Adam Gordon is a brilliant, if highly unreliable, young American poet on a prestigious fellowship in Madrid, struggling to establish his sense of self and his attitude towards art. Fuelled by strong coffee and self-prescribed tranquillizers, Adam's 'research' soon becomes a meditation on the possibility of authenticity, as he finds himself increasingly troubled by the uncrossable distance between himself and the world around him. It's not just his imperfect grasp of Spanish, but the underlying suspicion that his relationships, his reactions, and his entire personality are just as fraudulent as his poetry.
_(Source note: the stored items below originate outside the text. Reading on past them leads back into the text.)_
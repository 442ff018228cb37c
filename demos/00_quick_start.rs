/// quick start - minimal example to get started
use emi_calculator_rs::{AmortizationSchedule, LoanCategory, LoanInput, Money, QuoteReport, Rate};
use rust_decimal_macros::dec;

fn main() -> Result<(), Box<dyn std::error::Error>> {
    // a 5 lakh general loan at 10.5% over 5 years
    let input = LoanInput::new(
        LoanCategory::General,
        Money::from_major(500000),
        Rate::from_percentage(dec!(10.5)),
        5,
    );

    let schedule = AmortizationSchedule::generate(&input)?;
    let report = QuoteReport::from_schedule(&schedule);

    println!("Monthly EMI:    {}", report.monthly_payment);
    println!("Total Interest: {}", report.total_interest);
    println!("Total Payment:  {}", report.total_payment);

    Ok(())
}
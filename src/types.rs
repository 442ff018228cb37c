use serde::{Deserialize, Serialize};
use std::fmt;

/// loan categories offered by the calculator
#[derive(Debug, Clone, Copy, PartialEq, Eq, Serialize, Deserialize)]
pub enum LoanCategory {
    General,
    Home,
    Car,
    Education,
    Bike,
}

impl LoanCategory {
    pub const ALL: [LoanCategory; 5] = [
        LoanCategory::General,
        LoanCategory::Home,
        LoanCategory::Car,
        LoanCategory::Education,
        LoanCategory::Bike,
    ];

    /// whether repayment may be deferred behind a moratorium
    pub fn supports_moratorium(&self) -> bool {
        matches!(self, LoanCategory::Education)
    }

    /// human-readable label
    pub fn label(&self) -> &'static str {
        match self {
            LoanCategory::General => "General Loan",
            LoanCategory::Home => "Home Loan",
            LoanCategory::Car => "Car Loan",
            LoanCategory::Education => "Education Loan",
            LoanCategory::Bike => "Bike Loan",
        }
    }
}

impl fmt::Display for LoanCategory {
    fn fmt(&self, f: &mut fmt::Formatter<'_>) -> fmt::Result {
        write!(f, "{}", self.label())
    }
}

/// position of a schedule row within the loan's life
///
/// moratorium months are counted separately from repayment months; both
/// indices are 1-based
#[derive(Debug, Clone, Copy, PartialEq, Eq, Serialize, Deserialize)]
pub enum Period {
    Moratorium(u32),
    Repayment(u32),
}

impl Period {
    /// 1-based index within the row's phase
    pub fn index(&self) -> u32 {
        match self {
            Period::Moratorium(i) | Period::Repayment(i) => *i,
        }
    }

    pub fn is_moratorium(&self) -> bool {
        matches!(self, Period::Moratorium(_))
    }
}

impl fmt::Display for Period {
    fn fmt(&self, f: &mut fmt::Formatter<'_>) -> fmt::Result {
        match self {
            Period::Moratorium(i) => write!(f, "Moratorium {}", i),
            Period::Repayment(i) => write!(f, "{}", i),
        }
    }
}
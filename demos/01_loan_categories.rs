/// quote every loan category from its default slider position
use emi_calculator_rs::{CategoryProfile, EmiQuote, LoanCategory};
use emi_calculator_rs::format;

fn main() -> Result<(), Box<dyn std::error::Error>> {
    for category in LoanCategory::ALL {
        let profile = CategoryProfile::for_category(category);
        let input = profile.default_input();
        let quote = EmiQuote::compute(&input)?;

        println!(
            "{:<16} {} @ {} for {} years -> EMI {}",
            category.label(),
            format::inr_symbol(input.principal),
            input.annual_rate,
            input.tenure_years,
            format::inr_symbol(quote.monthly_payment),
        );
    }

    Ok(())
}
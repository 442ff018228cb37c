pub mod config;
pub mod decimal;
pub mod errors;
pub mod format;
pub mod interest;
pub mod payments;
pub mod report;
pub mod types;

// re-export key types
pub use config::{CategoryProfile, LoanInput, SliderRange};
pub use decimal::{Money, Rate};
pub use errors::{LoanError, Result};
pub use interest::{capitalize, compound_factor, monthly_interest, Capitalization};
pub use payments::{generate_rows, AmortizationSchedule, EmiQuote, ScheduleRow};
pub use report::{QuoteReport, ReportRow};
pub use types::{LoanCategory, Period};

// re-export external dependencies that users will need
pub use rust_decimal::Decimal;
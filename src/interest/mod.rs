use rust_decimal::Decimal;
use serde::{Deserialize, Serialize};

use crate::decimal::{Money, Rate};

/// compound growth factor (1 + rate)^periods, computed by iteration
pub fn compound_factor(period_rate: Rate, periods: u32) -> Decimal {
    let mut factor = Decimal::ONE;
    let base = Decimal::ONE + period_rate.as_decimal();
    for _ in 0..periods {
        factor *= base;
    }
    factor
}

/// interest accrued on a balance over one month at the given annual rate
pub fn monthly_interest(balance: Money, annual_rate: Rate) -> Money {
    Money::from_decimal(balance.as_decimal() * annual_rate.monthly_rate().as_decimal())
}

/// deferred interest folded into principal over a moratorium
#[derive(Debug, Clone, Copy, PartialEq, Serialize, Deserialize)]
pub struct Capitalization {
    pub original_principal: Money,
    pub new_principal: Money,
    pub amount_capitalized: Money,
    pub months: u32,
}

/// capitalize interest accruing monthly over a deferral period
///
/// no payments are made; each month's interest compounds into the balance
pub fn capitalize(principal: Money, annual_rate: Rate, months: u32) -> Capitalization {
    let factor = compound_factor(annual_rate.monthly_rate(), months);
    let new_principal = Money::from_decimal(principal.as_decimal() * factor);

    Capitalization {
        original_principal: principal,
        new_principal,
        amount_capitalized: new_principal - principal,
        months,
    }
}

#[cfg(test)]
mod tests {
    use super::*;
    use rust_decimal_macros::dec;

    #[test]
    fn test_compound_factor() {
        // 12% annual compounded monthly for a year
        let factor = compound_factor(Rate::from_percentage(dec!(12)).monthly_rate(), 12);
        let grown = Money::from_decimal(dec!(10000) * factor);

        assert_eq!(grown.round_dp(2), Money::from_str_exact("11268.25").unwrap());
    }

    #[test]
    fn test_compound_factor_degenerate_cases() {
        assert_eq!(compound_factor(Rate::from_percentage(dec!(10)), 0), Decimal::ONE);
        assert_eq!(compound_factor(Rate::ZERO, 24), Decimal::ONE);
    }

    #[test]
    fn test_monthly_interest() {
        let interest = monthly_interest(Money::from_major(100000), Rate::from_percentage(dec!(10)));
        assert_eq!(interest.round_dp(2), Money::from_str_exact("833.33").unwrap());
    }

    #[test]
    fn test_capitalization() {
        let cap = capitalize(Money::from_major(100000), Rate::from_percentage(dec!(8)), 12);

        assert_eq!(cap.original_principal, Money::from_major(100000));
        assert_eq!(cap.months, 12);
        // a year of deferral at 8% grows the balance by roughly 8.3%
        assert!(cap.new_principal > Money::from_major(108299));
        assert!(cap.new_principal < Money::from_major(108301));
        assert_eq!(cap.amount_capitalized, cap.new_principal - cap.original_principal);
    }

    #[test]
    fn test_capitalization_zero_rate() {
        let cap = capitalize(Money::from_major(50000), Rate::ZERO, 12);

        assert_eq!(cap.new_principal, cap.original_principal);
        assert!(cap.amount_capitalized.is_zero());
    }
}
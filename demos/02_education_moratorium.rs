/// education loan with a 12 month moratorium before repayment begins
use emi_calculator_rs::{AmortizationSchedule, LoanCategory, LoanInput, Money, QuoteReport, Rate};
use rust_decimal_macros::dec;

fn main() -> Result<(), Box<dyn std::error::Error>> {
    let input = LoanInput::new(
        LoanCategory::Education,
        Money::from_major(100000),
        Rate::from_percentage(dec!(8)),
        5,
    )
    .with_moratorium(12);

    let schedule = AmortizationSchedule::generate(&input)?;

    println!(
        "balance after moratorium: {}",
        schedule
            .moratorium_rows()
            .last()
            .map(|row| row.balance.to_string())
            .unwrap_or_default()
    );

    // full table: 12 moratorium rows, then 60 repayment rows
    println!("{}", QuoteReport::from_schedule(&schedule));

    Ok(())
}
/// serialize a computed schedule to JSON and read it back
use emi_calculator_rs::{AmortizationSchedule, CategoryProfile, LoanCategory};

fn main() -> Result<(), Box<dyn std::error::Error>> {
    let input = CategoryProfile::for_category(LoanCategory::Car).default_input();
    let schedule = AmortizationSchedule::generate(&input)?;

    let json = schedule.to_json()?;
    println!("{}", json);

    let restored = AmortizationSchedule::from_json(&json)?;
    assert_eq!(schedule, restored);

    Ok(())
}
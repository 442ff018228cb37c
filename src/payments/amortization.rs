use rust_decimal::Decimal;
use serde::{Deserialize, Serialize};

use crate::config::LoanInput;
use crate::decimal::{Money, Rate};
use crate::errors::Result;
use crate::interest::{capitalize, compound_factor, monthly_interest};
use crate::types::Period;

/// fixed monthly installment quote
#[derive(Debug, Clone, Copy, PartialEq, Serialize, Deserialize)]
pub struct EmiQuote {
    pub monthly_payment: Money,
    pub total_interest: Money,
    pub total_payment: Money,
}

impl EmiQuote {
    /// compute the quote for a loan input
    pub fn compute(input: &LoanInput) -> Result<Self> {
        input.validate()?;

        let term_months = input.term_months();
        let moratorium = input.effective_moratorium();

        // interest accrued during a moratorium is capitalized before the
        // annuity formula applies
        let financed = if moratorium > 0 {
            capitalize(input.principal, input.annual_rate, moratorium).new_principal
        } else {
            input.principal
        };

        let monthly_payment = annuity_payment(financed, input.annual_rate.monthly_rate(), term_months);
        let total_payment = monthly_payment * Decimal::from(term_months);
        // totals are measured against the original principal, not the
        // capitalized one
        let total_interest = total_payment - input.principal;

        Ok(Self {
            monthly_payment,
            total_interest,
            total_payment,
        })
    }
}

/// fixed payment that fully repays a principal over the given months
///
/// EMI = P * r * (1 + r)^n / ((1 + r)^n - 1); a zero rate degenerates to
/// straight division
fn annuity_payment(principal: Money, monthly_rate: Rate, months: u32) -> Money {
    if months == 0 {
        return principal;
    }

    if monthly_rate.is_zero() {
        return principal / Decimal::from(months);
    }

    let r = monthly_rate.as_decimal();
    let factor = compound_factor(monthly_rate, months);

    Money::from_decimal(principal.as_decimal() * r * factor / (factor - Decimal::ONE))
}

/// one period of the amortization schedule
#[derive(Debug, Clone, Copy, PartialEq, Serialize, Deserialize)]
pub struct ScheduleRow {
    pub period: Period,
    pub payment: Money,
    pub interest: Money,
    pub principal_paid: Money,
    pub balance: Money,
}

/// generate the month-by-month schedule for a given fixed payment
///
/// moratorium rows accrue and capitalize interest without payments;
/// repayment rows split the payment into interest and principal
pub fn generate_rows(input: &LoanInput, payment: Money) -> Result<Vec<ScheduleRow>> {
    input.validate()?;

    let term_months = input.term_months();
    let moratorium = input.effective_moratorium();
    let mut rows = Vec::with_capacity((moratorium + term_months) as usize);
    let mut balance = input.principal;

    for month in 1..=moratorium {
        let interest = monthly_interest(balance, input.annual_rate);
        balance += interest;

        rows.push(ScheduleRow {
            period: Period::Moratorium(month),
            payment: Money::ZERO,
            interest,
            principal_paid: Money::ZERO,
            balance,
        });
    }

    for month in 1..=term_months {
        let interest = monthly_interest(balance, input.annual_rate);
        let principal_paid = payment - interest;

        // the final row is forced to zero to absorb rounding drift
        balance = if month == term_months {
            Money::ZERO
        } else {
            (balance - principal_paid).max(Money::ZERO)
        };

        rows.push(ScheduleRow {
            period: Period::Repayment(month),
            payment,
            interest,
            principal_paid,
            balance,
        });
    }

    Ok(rows)
}

/// amortization schedule for a loan
#[derive(Debug, Clone, PartialEq, Serialize, Deserialize)]
pub struct AmortizationSchedule {
    pub input: LoanInput,
    pub quote: EmiQuote,
    pub rows: Vec<ScheduleRow>,
}

impl AmortizationSchedule {
    /// compute the quote and materialize the full schedule
    pub fn generate(input: &LoanInput) -> Result<Self> {
        let quote = EmiQuote::compute(input)?;
        let rows = generate_rows(input, quote.monthly_payment)?;

        Ok(Self {
            input: input.clone(),
            quote,
            rows,
        })
    }

    /// rows of the deferral phase
    pub fn moratorium_rows(&self) -> impl Iterator<Item = &ScheduleRow> {
        self.rows.iter().filter(|row| row.period.is_moratorium())
    }

    /// rows of the repayment phase
    pub fn repayment_rows(&self) -> impl Iterator<Item = &ScheduleRow> {
        self.rows.iter().filter(|row| !row.period.is_moratorium())
    }

    /// serialize to pretty JSON
    pub fn to_json(&self) -> Result<String> {
        Ok(serde_json::to_string_pretty(self)?)
    }

    /// deserialize from JSON
    pub fn from_json(json: &str) -> Result<Self> {
        Ok(serde_json::from_str(json)?)
    }
}
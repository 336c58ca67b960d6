//! Seamless dual-buffer loop engine
//!
//! Looping a single media element shows a visible restart at the loop
//! boundary. The engine instead alternates between two surfaces playing the
//! same source: shortly before the active surface runs out, the idle one is
//! started from a small offset and the two swap opacity.
//!
//! # Transition Sequence
//!
//! ```text
//! time update on active surface
//!     ↓ remaining = duration - position
//! remaining <= threshold && !transition_in_flight
//!     ↓ latch transition_in_flight
//! incoming: seek(restart_offset), play(), fade → max_opacity
//! outgoing:                              fade → 0
//!     ↓ settle_delay
//! flip active designation, release latch
//! ```
//!
//! One parametrised engine drives both the full-opacity ambient background
//! and the dimmed story background.

use crate::playback::buffer::LoopBuffer;
use crate::playback::media::{halt, SharedMedia};
use sev_common::config::LoopSettings;
use sev_common::events::{BufferSlot, EventBus, PromoEvent};
use sev_common::time::{known_duration, seconds_to_duration};
use sev_common::FadeCurve;
use std::sync::Arc;
use std::time::Duration;
use tokio::sync::Mutex;
use tokio::task::JoinHandle;
use tokio::time::Instant;
use tracing::{debug, info, warn};

/// Loop engine parameters
#[derive(Debug, Clone, PartialEq)]
pub struct LoopConfig {
    pub source: String,
    /// Remaining seconds on the active surface at which the crossfade starts
    pub threshold: f64,
    /// Delay before the incoming surface becomes the active one
    pub settle_delay: Duration,
    /// Seek position for the incoming surface, skipping a black first frame
    pub restart_offset: f64,
    /// Opacity of the visible surface
    pub max_opacity: f64,
    /// Opacity ramp duration; zero swaps instantly
    pub fade: Duration,
    pub fade_curve: FadeCurve,
}

impl Default for LoopConfig {
    fn default() -> Self {
        Self::from(&LoopSettings::default())
    }
}

impl From<&LoopSettings> for LoopConfig {
    fn from(settings: &LoopSettings) -> Self {
        Self {
            source: settings.source.clone(),
            threshold: settings.threshold_secs,
            settle_delay: seconds_to_duration(settings.settle_delay_secs),
            restart_offset: settings.restart_offset_secs,
            max_opacity: settings.max_opacity,
            fade: seconds_to_duration(settings.fade_secs),
            fade_curve: settings.fade_curve,
        }
    }
}

/// Outcome of a time update
#[derive(Debug, Clone, Copy, PartialEq)]
pub enum TimeAdvance {
    /// Update came from the idle surface or after unmount
    Ignored,
    /// Duration unknown (metadata not loaded); nothing was touched
    MetadataPending,
    /// Still playing comfortably before the threshold
    Playing { remaining: f64 },
    /// Inside the threshold but a transition is already running
    TransitionInFlight,
    /// This update started a transition
    TransitionStarted { from: BufferSlot, to: BufferSlot },
}

struct LoopState {
    a: LoopBuffer,
    b: LoopBuffer,
    active: BufferSlot,
    transition_in_flight: bool,
    transitions: u64,
    mounted: bool,
}

impl LoopState {
    fn buffer(&self, slot: BufferSlot) -> &LoopBuffer {
        match slot {
            BufferSlot::A => &self.a,
            BufferSlot::B => &self.b,
        }
    }

    fn buffer_mut(&mut self, slot: BufferSlot) -> &mut LoopBuffer {
        match slot {
            BufferSlot::A => &mut self.a,
            BufferSlot::B => &mut self.b,
        }
    }

    /// Settle-delay expiry: the incoming surface takes over
    fn finish_transition(&mut self, to: BufferSlot) {
        if !self.mounted || !self.transition_in_flight {
            return;
        }
        self.buffer_mut(to.other()).set_active(false);
        self.buffer_mut(to).set_active(true);
        self.active = to;
        self.transition_in_flight = false;
    }
}

/// Dual-buffer loop engine
///
/// Owns both surfaces for its lifetime. Dropping the engine without calling
/// [`LoopEngine::unmount`] aborts the pending settle timer but leaves the
/// media elements as they are.
pub struct LoopEngine {
    config: Arc<LoopConfig>,
    state: Arc<Mutex<LoopState>>,
    settle_task: Mutex<Option<JoinHandle<()>>>,
    events: Option<EventBus>,
}

impl LoopEngine {
    /// Mount the engine: surface A visible and playing, surface B hidden
    pub async fn mount(
        config: LoopConfig,
        a: SharedMedia,
        b: SharedMedia,
        events: Option<EventBus>,
    ) -> Self {
        let now = Instant::now();
        let state = LoopState {
            a: LoopBuffer::new(BufferSlot::A, a, config.max_opacity, true, now),
            b: LoopBuffer::new(BufferSlot::B, b, 0.0, false, now),
            active: BufferSlot::A,
            transition_in_flight: false,
            transitions: 0,
            mounted: true,
        };

        if let Err(e) = state.a.media().play() {
            // Muted background video; a refused start only delays the first frame
            warn!(source = %config.source, error = %e, "Loop surface A failed to start");
        }

        info!(
            source = %config.source,
            threshold = config.threshold,
            max_opacity = config.max_opacity,
            "Loop engine mounted"
        );

        Self {
            config: Arc::new(config),
            state: Arc::new(Mutex::new(state)),
            settle_task: Mutex::new(None),
            events,
        }
    }

    pub fn config(&self) -> &LoopConfig {
        &self.config
    }

    /// Playback-position update from one of the surfaces
    ///
    /// Only updates from the active surface are considered. When the active
    /// surface's duration is not known yet the call is a silent no-op.
    pub async fn on_time_advance(&self, slot: BufferSlot) -> TimeAdvance {
        let mut state = self.state.lock().await;
        if !state.mounted || slot != state.active {
            return TimeAdvance::Ignored;
        }

        let outgoing = state.buffer(slot);
        let Some(duration) = known_duration(outgoing.media().duration()) else {
            return TimeAdvance::MetadataPending;
        };
        let remaining = duration - outgoing.media().current_time();

        if remaining > self.config.threshold {
            return TimeAdvance::Playing { remaining };
        }
        if state.transition_in_flight {
            return TimeAdvance::TransitionInFlight;
        }

        let from = slot;
        let to = slot.other();
        state.transition_in_flight = true;
        state.transitions += 1;

        let now = Instant::now();
        let config = &self.config;
        {
            let incoming = state.buffer_mut(to);
            incoming.media().seek(config.restart_offset);
            if let Err(e) = incoming.media().play() {
                warn!(source = %config.source, slot = %to, error = %e, "Incoming loop surface failed to start");
            }
            incoming.fade_to(config.max_opacity, now, config.fade, config.fade_curve);
        }
        state
            .buffer_mut(from)
            .fade_to(0.0, now, config.fade, config.fade_curve);
        drop(state);

        debug!(
            source = %config.source,
            %from,
            %to,
            remaining,
            "Loop crossfade started"
        );

        if let Some(events) = &self.events {
            events.emit_lossy(PromoEvent::LoopTransition {
                source: config.source.clone(),
                from,
                to,
                timestamp: sev_common::time::now(),
            });
        }

        self.schedule_settle(to).await;

        TimeAdvance::TransitionStarted { from, to }
    }

    async fn schedule_settle(&self, to: BufferSlot) {
        let state = Arc::clone(&self.state);
        let delay = self.config.settle_delay;
        let handle = tokio::spawn(async move {
            tokio::time::sleep(delay).await;
            state.lock().await.finish_transition(to);
        });

        // The latch guarantees the previous settle task already ran
        if let Some(previous) = self.settle_task.lock().await.replace(handle) {
            previous.abort();
        }
    }

    /// Push the current opacity of both surfaces to their media elements
    ///
    /// Hosts call this once per animation frame while a fade is running.
    pub async fn render(&self) -> (f64, f64) {
        let state = self.state.lock().await;
        let now = Instant::now();
        (state.a.render(now), state.b.render(now))
    }

    pub async fn active_slot(&self) -> BufferSlot {
        self.state.lock().await.active
    }

    pub async fn is_transitioning(&self) -> bool {
        self.state.lock().await.transition_in_flight
    }

    /// Rendered opacity of a surface right now
    pub async fn opacity(&self, slot: BufferSlot) -> f64 {
        self.state.lock().await.buffer(slot).opacity_at(Instant::now())
    }

    /// Opacity a surface is being driven toward
    pub async fn target_opacity(&self, slot: BufferSlot) -> f64 {
        self.state.lock().await.buffer(slot).target_opacity()
    }

    pub async fn is_buffer_active(&self, slot: BufferSlot) -> bool {
        self.state.lock().await.buffer(slot).is_active()
    }

    /// Number of transitions started since mount
    pub async fn transition_count(&self) -> u64 {
        self.state.lock().await.transitions
    }

    /// Detach and halt: abort the settle timer, pause and rewind both surfaces
    ///
    /// Later time updates are ignored. Calling this twice is harmless.
    pub async fn unmount(&self) {
        if let Some(handle) = self.settle_task.lock().await.take() {
            handle.abort();
        }

        let mut state = self.state.lock().await;
        if !state.mounted {
            return;
        }
        state.mounted = false;
        state.transition_in_flight = false;
        halt(state.a.media().as_ref());
        halt(state.b.media().as_ref());

        info!(source = %self.config.source, "Loop engine unmounted");
    }
}

impl Drop for LoopEngine {
    fn drop(&mut self) {
        if let Some(handle) = self.settle_task.get_mut().take() {
            handle.abort();
        }
    }
}
//! Sequential asset preloader
//!
//! Entries are fetched strictly one after another: entry N+1 is not
//! requested until entry N has settled. This bounds concurrent bandwidth
//! while the loading screen is up.
//!
//! Failed entries are recorded and counted as settled, so the gate always
//! opens once the walk ends. There are no retries.

use crate::preload::fetcher::AssetFetcher;
use crate::preload::manifest::AssetManifest;
use crate::preload::state::PreloadState;
use sev_common::events::{EventBus, PromoEvent};
use std::collections::HashSet;
use std::sync::atomic::{AtomicBool, Ordering};
use std::sync::Arc;
use tokio::sync::{watch, Mutex};
use tracing::{debug, info, warn};

/// Walks an asset manifest once and publishes progress
pub struct Preloader {
    manifest: AssetManifest,
    fetcher: Arc<dyn AssetFetcher>,
    has_started: AtomicBool,
    /// URLs confirmed loaded by this instance
    loaded: Mutex<HashSet<String>>,
    state_tx: watch::Sender<PreloadState>,
    events: Option<EventBus>,
}

impl Preloader {
    pub fn new(
        manifest: AssetManifest,
        fetcher: Arc<dyn AssetFetcher>,
        events: Option<EventBus>,
    ) -> Self {
        let (state_tx, _) = watch::channel(PreloadState::new(manifest.len()));
        Self {
            manifest,
            fetcher,
            has_started: AtomicBool::new(false),
            loaded: Mutex::new(HashSet::new()),
            state_tx,
            events,
        }
    }

    pub fn manifest(&self) -> &AssetManifest {
        &self.manifest
    }

    /// Current progress snapshot
    pub fn state(&self) -> PreloadState {
        self.state_tx.borrow().clone()
    }

    /// Receiver that observes every progress update
    pub fn subscribe(&self) -> watch::Receiver<PreloadState> {
        self.state_tx.subscribe()
    }

    pub fn has_started(&self) -> bool {
        self.has_started.load(Ordering::SeqCst)
    }

    pub async fn is_cached(&self, url: &str) -> bool {
        self.loaded.lock().await.contains(url)
    }

    /// Walk the manifest
    ///
    /// Only the first call does any work; every later call (including one
    /// racing the first) returns `false` immediately. Callers that need the
    /// final state should use [`Preloader::wait_until_complete`].
    pub async fn start(&self) -> bool {
        if self.has_started.swap(true, Ordering::SeqCst) {
            debug!("Preloader already started, ignoring");
            return false;
        }

        info!(total = self.manifest.len(), "Preloading assets");

        for url in self.manifest.iter() {
            let already_loaded = self.loaded.lock().await.contains(url);
            if already_loaded {
                debug!(%url, "Asset already loaded, skipping duplicate fetch");
                self.state_tx.send_modify(|s| s.record_success());
            } else {
                match self.fetcher.fetch(url).await {
                    Ok(bytes) => {
                        debug!(%url, bytes, "Asset preloaded");
                        self.loaded.lock().await.insert(url.to_string());
                        self.state_tx.send_modify(|s| s.record_success());
                    }
                    Err(e) => {
                        let message = format!("Failed to load {}: {}", url, e);
                        warn!("{}", message);
                        self.state_tx.send_modify(|s| s.record_failure(message));
                    }
                }
            }
            self.publish_progress();
        }

        let state = self.state();
        info!(
            loaded = state.loaded_count,
            errors = state.error_count(),
            "Preloading complete"
        );
        if let Some(events) = &self.events {
            events.emit_lossy(PromoEvent::PreloadCompleted {
                total: state.total_count,
                error_count: state.error_count(),
                timestamp: sev_common::time::now(),
            });
        }
        true
    }

    /// Resolve once every entry has settled
    pub async fn wait_until_complete(&self) -> PreloadState {
        let mut rx = self.subscribe();
        // The sender lives in `self`, so the channel cannot close while we wait
        let settled = match rx.wait_for(|s| s.is_complete).await {
            Ok(state) => Some(state.clone()),
            Err(_) => None,
        };
        settled.unwrap_or_else(|| self.state())
    }

    fn publish_progress(&self) {
        let state = self.state_tx.borrow();
        debug!(
            loaded = state.loaded_count,
            total = state.total_count,
            percent = state.progress_percent,
            "Preload progress"
        );
        if let Some(events) = &self.events {
            events.emit_lossy(PromoEvent::PreloadProgress {
                loaded: state.loaded_count,
                total: state.total_count,
                percent: state.progress_percent,
                timestamp: sev_common::time::now(),
            });
        }
    }
}
//! Aggregate preload progress

use serde::{Deserialize, Serialize};

/// Snapshot of preload progress
///
/// `progress_percent` is always `round(loaded_count / total_count * 100)`
/// and `is_complete` is always `loaded_count == total_count`, failures
/// included.
#[derive(Debug, Clone, PartialEq, Eq, Serialize, Deserialize)]
#[serde(rename_all = "camelCase")]
pub struct PreloadState {
    pub loaded_count: usize,
    pub total_count: usize,
    pub progress_percent: u8,
    pub is_complete: bool,
    pub errors: Vec<String>,
}

impl PreloadState {
    /// Fresh state for a manifest of `total_count` entries
    ///
    /// An empty manifest is complete from the start.
    pub fn new(total_count: usize) -> Self {
        let mut state = Self {
            loaded_count: 0,
            total_count,
            progress_percent: 0,
            is_complete: false,
            errors: Vec::new(),
        };
        state.recompute();
        state
    }

    /// One entry settled successfully
    pub(crate) fn record_success(&mut self) {
        self.settle();
    }

    /// One entry settled with an error; it still counts toward completion
    pub(crate) fn record_failure(&mut self, message: String) {
        self.errors.push(message);
        self.settle();
    }

    fn settle(&mut self) {
        if self.loaded_count < self.total_count {
            self.loaded_count += 1;
        }
        self.recompute();
    }

    fn recompute(&mut self) {
        self.progress_percent = if self.total_count == 0 {
            100
        } else {
            ((self.loaded_count as f64 / self.total_count as f64) * 100.0).round() as u8
        };
        self.is_complete = self.loaded_count == self.total_count;
    }

    pub fn error_count(&self) -> usize {
        self.errors.len()
    }
}
//! Asset manifest

use sev_common::config::PreloadSettings;

/// Ordered, immutable list of asset URLs
#[derive(Debug, Clone, PartialEq, Eq)]
pub struct AssetManifest {
    entries: Vec<String>,
}

impl AssetManifest {
    pub fn new<I, S>(entries: I) -> Self
    where
        I: IntoIterator<Item = S>,
        S: Into<String>,
    {
        Self {
            entries: entries.into_iter().map(Into::into).collect(),
        }
    }

    pub fn len(&self) -> usize {
        self.entries.len()
    }

    pub fn is_empty(&self) -> bool {
        self.entries.is_empty()
    }

    pub fn iter(&self) -> impl Iterator<Item = &str> {
        self.entries.iter().map(String::as_str)
    }
}

impl From<&PreloadSettings> for AssetManifest {
    fn from(settings: &PreloadSettings) -> Self {
        Self::new(settings.manifest.iter().cloned())
    }
}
In prose that veers between the comic and tragic, the self-contemptuous and the inspired, Leaving the Atocha Station is a dazzling introduction to one of the smartest, funniest and most audacious writers of his generation.
In Madrid on a fellowship, a young American poet examines his ambivalence about authenticity in this noteworthy debut novel by acclaimed poet Lerner, whose poetry collection, Angle of Yaw, was a finalist for the 2006 National Book Award. Adam, the hilariously unreliable narrator who describes himself as a "violent, bipolar, compulsive liar," is both repellent and reassuringly familiar, contradictorily wishing to connect and to alienate. His social interactions are often lost in translation: "They wanted the input of a young American poet writing and reading abroad and wasn't that what I was, not just what I was pretending to be? Maybe only my fraudulence was fraudulent." Lerner has fun with the interplay between the unreliable spoken word and subtleties in speech and body language, capturing the struggle of a young artist unsure of the meaning or value of his art. Even major events, like the 2004 Madrid train bombings, are simply moments that Adam is both witness to and separate from; entering into a conversation around the wreckage, he argues: "Poetry makes nothing happen." Lerner succeeds in drawing out the problems inherent in art, expectation, and communication. And his Adam is a complex creation, relatable but unreliable, humorous but sad, at once a young man adrift and an artist intensely invested in his surroundings.